Bases: DeepSeekR1ReasoningParser
Reasoning parser for Nemotron V3 models.
Methods:
Source code in vllm/reasoning/nemotron_v3_reasoning_parser.py
| class NemotronV3ReasoningParser(DeepSeekR1ReasoningParser):
"""
Reasoning parser for Nemotron V3 models.
"""
def _should_force_content(
self, request: ChatCompletionRequest | ResponsesRequest
) -> bool:
chat_template_kwargs = getattr(request, "chat_template_kwargs", None)
return bool(
chat_template_kwargs
and (
chat_template_kwargs.get("enable_thinking") is False
or chat_template_kwargs.get("force_nonempty_content") is True
)
)
def extract_reasoning(
self, model_output: str, request: ChatCompletionRequest | ResponsesRequest
) -> tuple[str | None, str | None]:
reasoning, final_content = super().extract_reasoning(model_output, request)

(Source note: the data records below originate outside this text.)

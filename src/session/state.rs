use chrono::{DateTime, Utc};
use serde::{Deserialize, Serialize};

use crate::agents::{AgentSequence, ExperimentalCondition, ScaffoldingType};
use crate::concept_map::{ConceptMap, CoverageReport, ExpertConceptMap, MapDiff};
use crate::error::{ValidationError, ValidationResult};
use crate::templates::{TemplateUsage, TextSource};
use crate::zpd::{Intensity, ZpdEstimates, ZpdTracePoint};

/// Self-rated confidence is collected on a 1 to 5 scale.
pub const CONFIDENCE_RANGE: std::ops::RangeInclusive<u8> = 1..=5;

/// Background text longer than this is rejected.
const MAX_BACKGROUND_CHARS: usize = 10_000;

/// Lifecycle of a session.
#[derive(Debug, Clone, Copy, PartialEq, Eq, Serialize, Deserialize)]
#[serde(tag = "phase", rename_all = "snake_case")]
pub enum SessionPhase {
    Created,
    ProfileCollected,
    RoundActive { round: usize },
    RoundComplete { round: usize },
    Finalized,
    Abandoned,
}

impl SessionPhase {
    pub fn as_str(&self) -> &'static str {
        match self {
            SessionPhase::Created => "created",
            SessionPhase::ProfileCollected => "profile_collected",
            SessionPhase::RoundActive { .. } => "round_active",
            SessionPhase::RoundComplete { .. } => "round_complete",
            SessionPhase::Finalized => "finalized",
            SessionPhase::Abandoned => "abandoned",
        }
    }

    pub fn is_terminal(&self) -> bool {
        matches!(self, SessionPhase::Finalized | SessionPhase::Abandoned)
    }
}

impl std::fmt::Display for SessionPhase {
    fn fmt(&self, f: &mut std::fmt::Formatter<'_>) -> std::fmt::Result {
        match self {
            SessionPhase::RoundActive { round } | SessionPhase::RoundComplete { round } => {
                write!(f, "{}({})", self.as_str(), round)
            }
            _ => write!(f, "{}", self.as_str()),
        }
    }
}

/// Structured answers from the profiling step.
#[derive(Debug, Clone, PartialEq, Serialize, Deserialize)]
pub struct ProfileAnswers {
    /// Free text about prior knowledge of the task domain.
    #[serde(default)]
    pub background: String,
    /// Self-rated confidence, 1 (low) to 5 (high).
    pub confidence: u8,
    #[serde(default)]
    pub goals: String,
    /// Experimental arm. When set it replaces the session's agent sequence.
    #[serde(default)]
    pub condition: Option<ExperimentalCondition>,
}

impl ProfileAnswers {
    pub fn validate(&self) -> ValidationResult<()> {
        if !CONFIDENCE_RANGE.contains(&self.confidence) {
            return Err(ValidationError::field(
                "confidence",
                format!(
                    "must be between {} and {}",
                    CONFIDENCE_RANGE.start(),
                    CONFIDENCE_RANGE.end()
                ),
            ));
        }
        if self.background.chars().count() > MAX_BACKGROUND_CHARS {
            return Err(ValidationError::field(
                "background",
                format!("must be at most {} characters", MAX_BACKGROUND_CHARS),
            ));
        }
        Ok(())
    }
}

/// The learner, as profiled and as tracked by the estimator.
#[derive(Debug, Clone, PartialEq, Serialize, Deserialize)]
pub struct LearnerProfile {
    pub participant_id: String,
    pub display_name: Option<String>,
    pub background: String,
    pub confidence: u8,
    pub goals: String,
    /// Arm the session's sequence follows, if any.
    pub condition: Option<ExperimentalCondition>,
    pub background_score: u8,
    pub zpd: ZpdEstimates,
    /// Tier used for the next scaffolded round.
    pub intensity: Intensity,
}

#[derive(Debug, Clone, Copy, PartialEq, Eq, Serialize, Deserialize)]
#[serde(rename_all = "snake_case")]
pub enum Speaker {
    Learner,
    Agent,
}

/// How the text of a turn was produced.
#[derive(Debug, Clone, PartialEq, Serialize, Deserialize)]
#[serde(tag = "kind", rename_all = "snake_case")]
pub enum TurnSource {
    Learner,
    /// Template, map summary or canned reply.
    Deterministic { detail: TextSource },
    Generated { model: String },
    /// Deterministic text used after a failed or disabled generation.
    Fallback { reason: String, detail: TextSource },
}

/// One message of a round's conversation.
#[derive(Debug, Clone, PartialEq, Serialize, Deserialize)]
pub struct Turn {
    /// Position within the round.
    pub index: usize,
    pub speaker: Speaker,
    pub scaffolding_type: Option<ScaffoldingType>,
    pub text: String,
    pub timestamp: DateTime<Utc>,
    /// Pattern tag of a learner turn.
    pub classification: Option<String>,
    pub source: TurnSource,
}

/// Why a round was closed.
#[derive(Debug, Clone, Copy, PartialEq, Eq, Serialize, Deserialize)]
#[serde(rename_all = "snake_case")]
pub enum CompletionReason {
    LearnerFinished,
    ExchangeLimit,
    TimeLimit,
}

impl CompletionReason {
    pub fn as_str(&self) -> &'static str {
        match self {
            CompletionReason::LearnerFinished => "learner_finished",
            CompletionReason::ExchangeLimit => "exchange_limit",
            CompletionReason::TimeLimit => "time_limit",
        }
    }
}

impl std::fmt::Display for CompletionReason {
    fn fmt(&self, f: &mut std::fmt::Formatter<'_>) -> std::fmt::Result {
        write!(f, "{}", self.as_str())
    }
}

impl std::str::FromStr for CompletionReason {
    type Err = String;

    fn from_str(s: &str) -> Result<Self, Self::Err> {
        match s {
            "learner_finished" => Ok(CompletionReason::LearnerFinished),
            "exchange_limit" => Ok(CompletionReason::ExchangeLimit),
            "time_limit" => Ok(CompletionReason::TimeLimit),
            _ => Err(format!("Unknown completion reason: {}", s)),
        }
    }
}

/// A single round and everything recorded in it.
#[derive(Debug, Clone, PartialEq, Serialize, Deserialize)]
pub struct Round {
    pub index: usize,
    /// `None` for the baseline round.
    pub scaffolding_type: Option<ScaffoldingType>,
    pub intensity: Option<Intensity>,
    pub turns: Vec<Turn>,
    pub started_at: DateTime<Utc>,
    pub completed_at: Option<DateTime<Utc>>,
    pub completed: bool,
    pub completion_reason: Option<CompletionReason>,
    /// Map frozen at the end of the previous round.
    #[serde(skip)]
    pub start_map: ConceptMap,
    /// Working map while active, frozen snapshot once completed.
    pub map: ConceptMap,
    pub diff: Option<MapDiff>,
    /// Present when the session has a reference map.
    pub coverage: Option<CoverageReport>,
    pub zpd_trace: Option<ZpdTracePoint>,
}

impl Round {
    pub fn new(
        index: usize,
        scaffolding_type: Option<ScaffoldingType>,
        intensity: Option<Intensity>,
        start_map: ConceptMap,
        started_at: DateTime<Utc>,
    ) -> Self {
        Self {
            index,
            scaffolding_type,
            intensity,
            turns: Vec::new(),
            started_at,
            completed_at: None,
            completed: false,
            completion_reason: None,
            map: start_map.carried_into(index),
            start_map,
            diff: None,
            coverage: None,
            zpd_trace: None,
        }
    }

    pub fn is_baseline(&self) -> bool {
        self.scaffolding_type.is_none()
    }

    pub fn learner_turns(&self) -> usize {
        self.count(|t| t.speaker == Speaker::Learner)
    }

    pub fn agent_turns(&self) -> usize {
        self.count(|t| t.speaker == Speaker::Agent)
    }

    pub fn generated_turns(&self) -> usize {
        self.count(|t| matches!(t.source, TurnSource::Generated { .. }))
    }

    pub fn fallback_turns(&self) -> usize {
        self.count(|t| matches!(t.source, TurnSource::Fallback { .. }))
    }

    fn count(&self, predicate: impl Fn(&Turn) -> bool) -> usize {
        self.turns.iter().filter(|t| predicate(t)).count()
    }

    pub fn push_learner_turn(
        &mut self,
        text: impl Into<String>,
        classification: &str,
        timestamp: DateTime<Utc>,
    ) {
        self.turns.push(Turn {
            index: self.turns.len(),
            speaker: Speaker::Learner,
            scaffolding_type: self.scaffolding_type,
            text: text.into(),
            timestamp,
            classification: Some(classification.to_string()),
            source: TurnSource::Learner,
        });
    }

    pub fn push_agent_turn(
        &mut self,
        text: impl Into<String>,
        source: TurnSource,
        timestamp: DateTime<Utc>,
    ) {
        self.turns.push(Turn {
            index: self.turns.len(),
            speaker: Speaker::Agent,
            scaffolding_type: self.scaffolding_type,
            text: text.into(),
            timestamp,
            classification: None,
            source,
        });
    }

    /// Whole seconds since the round started.
    pub fn elapsed_secs(&self, now: DateTime<Utc>) -> u64 {
        (now - self.started_at).num_seconds().max(0) as u64
    }

    pub fn duration_secs(&self) -> Option<i64> {
        self.completed_at
            .map(|end| (end - self.started_at).num_seconds().max(0))
    }
}

/// Everything the engine knows about one session.
#[derive(Debug, Clone)]
pub struct SessionState {
    pub session_id: String,
    pub participant_id: String,
    pub display_name: Option<String>,
    pub phase: SessionPhase,
    pub profile: Option<LearnerProfile>,
    pub sequence: AgentSequence,
    pub rounds: Vec<Round>,
    pub zpd_trace: Vec<ZpdTracePoint>,
    pub expert_map: Option<ExpertConceptMap>,
    pub usage: TemplateUsage,
    pub created_at: DateTime<Utc>,
    pub ended_at: Option<DateTime<Utc>>,
}

impl SessionState {
    pub fn new(
        session_id: impl Into<String>,
        participant_id: impl Into<String>,
        display_name: Option<String>,
        sequence: AgentSequence,
        expert_map: Option<ExpertConceptMap>,
    ) -> Self {
        Self {
            session_id: session_id.into(),
            participant_id: participant_id.into(),
            display_name,
            phase: SessionPhase::Created,
            profile: None,
            sequence,
            rounds: Vec::new(),
            zpd_trace: Vec::new(),
            expert_map,
            usage: TemplateUsage::new(),
            created_at: Utc::now(),
            ended_at: None,
        }
    }

    /// Baseline round plus one round per scheduled scaffolding type.
    pub fn total_rounds(&self) -> usize {
        self.sequence.len() + 1
    }

    /// Index of the last scheduled round.
    pub fn last_round_index(&self) -> usize {
        self.sequence.len()
    }

    pub fn current_round(&self) -> Option<&Round> {
        self.rounds.last()
    }

    /// The round the learner is working in, if one is active.
    pub fn active_round(&self) -> Option<&Round> {
        match self.phase {
            SessionPhase::RoundActive { round } => {
                self.rounds.last().filter(|r| r.index == round)
            }
            _ => None,
        }
    }
}

#[cfg(test)]
mod tests {
    use super::*;

    #[test]
    fn test_phase_display() {
        assert_eq!(SessionPhase::Created.to_string(), "created");
        assert_eq!(
            SessionPhase::RoundActive { round: 2 }.to_string(),
            "round_active(2)"
        );
        assert!(SessionPhase::Abandoned.is_terminal());
        assert!(!SessionPhase::RoundComplete { round: 4 }.is_terminal());
    }

    #[test]
    fn test_phase_serialization() {
        let json = serde_json::to_value(SessionPhase::RoundComplete { round: 3 }).unwrap();
        assert_eq!(json, serde_json::json!({"phase": "round_complete", "round": 3}));
    }

    #[test]
    fn test_profile_validation() {
        let answers = ProfileAnswers {
            background: "Some trade courses".into(),
            confidence: 3,
            goals: String::new(),
            condition: None,
        };
        assert!(answers.validate().is_ok());

        let bad = ProfileAnswers {
            confidence: 0,
            ..answers.clone()
        };
        assert!(matches!(
            bad.validate(),
            Err(ValidationError::Field { ref field, .. }) if field == "confidence"
        ));
    }

    #[test]
    fn test_round_turn_bookkeeping() {
        let now = Utc::now();
        let mut round = Round::new(
            1,
            Some(ScaffoldingType::Conceptual),
            Some(Intensity::High),
            ConceptMap::new(0),
            now,
        );
        assert_eq!(round.map.round(), 1);
        round.push_agent_turn(
            "Opening",
            TurnSource::Deterministic {
                detail: TextSource::Canned,
            },
            now,
        );
        round.push_learner_turn("I think so because", "idea_bearing", now);
        round.push_agent_turn("Reply", TurnSource::Generated { model: "m".into() }, now);

        assert_eq!(round.learner_turns(), 1);
        assert_eq!(round.agent_turns(), 2);
        assert_eq!(round.generated_turns(), 1);
        assert_eq!(round.fallback_turns(), 0);
        assert_eq!(round.turns[2].index, 2);
        assert_eq!(round.turns[1].classification.as_deref(), Some("idea_bearing"));
    }
}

if self._should_force_content(request) and (
final_content is None or not final_content.strip()
):
reasoning, final_content = final_content, reasoning
return reasoning, final_content
def get_streaming_fallback_content(
self, text: str, request: ChatCompletionRequest | ResponsesRequest
) -> str | None:
"""Reasoning to duplicate into content on the terminal streaming delta."""
if not self._should_force_content(request):
return None
reasoning, _ = super().extract_reasoning(text, request)
return reasoning
|
get_streaming_fallback_content(text, request)
Reasoning to duplicate into content on the terminal streaming delta.
Source code in vllm/reasoning/nemotron_v3_reasoning_parser.py
| def get_streaming_fallback_content(
self, text: str, request: ChatCompletionRequest | ResponsesRequest
) -> str | None:
"""Reasoning to duplicate into content on the terminal streaming delta."""
if not self._should_force_content(request):
return None
reasoning, _ = super().extract_reasoning(text, request)
return reasoning
|